──────── DATA

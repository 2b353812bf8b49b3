/// How a draw call combines with the framebuffer.
///
/// With `src`/`dst` premultiplied:
/// - `None`: `dst = src`
/// - `Blend`: `dst = src + dst * (1 - src.a)`
/// - `Add`: `dst.rgb = src.rgb + dst.rgb`, alpha unchanged
/// - `Modulate`: `dst.rgb = src.rgb * dst.rgb`, alpha unchanged
/// - `Multiply`: `dst.rgb = src.rgb * dst.rgb + dst.rgb * (1 - src.a)`, alpha unchanged
#[derive(Debug, Copy, Clone, Eq, PartialEq, Hash, Default)]
pub enum BlendMode {
    None,
    #[default]
    Blend,
    Add,
    Modulate,
    Multiply,
}

/// Texture filtering used when a blit is scaled.
#[derive(Debug, Copy, Clone, Eq, PartialEq, Hash, Default)]
pub enum ScaleMode {
    #[default]
    Nearest,
    Linear,
}

/// Mirroring applied to a textured blit, in destination space.
#[derive(Debug, Copy, Clone, Eq, PartialEq, Hash, Default)]
pub enum Flip {
    #[default]
    None,
    Horizontal,
    Vertical,
    Both,
}

impl Flip {
    #[inline]
    pub fn horizontal(self) -> bool {
        matches!(self, Flip::Horizontal | Flip::Both)
    }

    #[inline]
    pub fn vertical(self) -> bool {
        matches!(self, Flip::Vertical | Flip::Both)
    }
}
use crate::coords::{Rect, Vec2, Viewport};
use crate::handle::Handle;
use crate::paint::Color;
use crate::raster::Rasterizer;
use crate::scene::{CanvasScene, DrawPrimitive, ResolvedNode};

use super::screen_transform;

/// Single line segment.
#[derive(Debug, Clone, PartialEq)]
pub struct LinePrimitive {
    pub from: Vec2,
    pub to: Vec2,
    pub color: Color,
}

impl LinePrimitive {
    #[inline]
    pub fn local_draw_rect(&self) -> Rect {
        Rect::from_points(self.from, self.to)
    }

    pub(super) fn emit(&self, node: &ResolvedNode, viewport: &Viewport, raster: &mut dyn Rasterizer) {
        let screen = screen_transform(node.transform, viewport);
        raster.draw_line(
            screen.transform_point(self.from).round(),
            screen.transform_point(self.to).round(),
            self.color * node.modulate,
            node.blend_mode,
        );
    }
}

impl CanvasScene {
    /// Attaches a line segment to `node`.
    pub fn canvas_item_add_line(&mut self, node: Handle, from: Vec2, to: Vec2, color: Color) {
        self.attach(node, DrawPrimitive::Line(LinePrimitive { from, to, color }));
    }
}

────────────────

* EXERCISE GOAL *
Search the entries above for the string "segment". Copy each line in which it appears.

* ANSWER SECTION *
/// Single line segment.
    /// Attaches a line segment to `node`.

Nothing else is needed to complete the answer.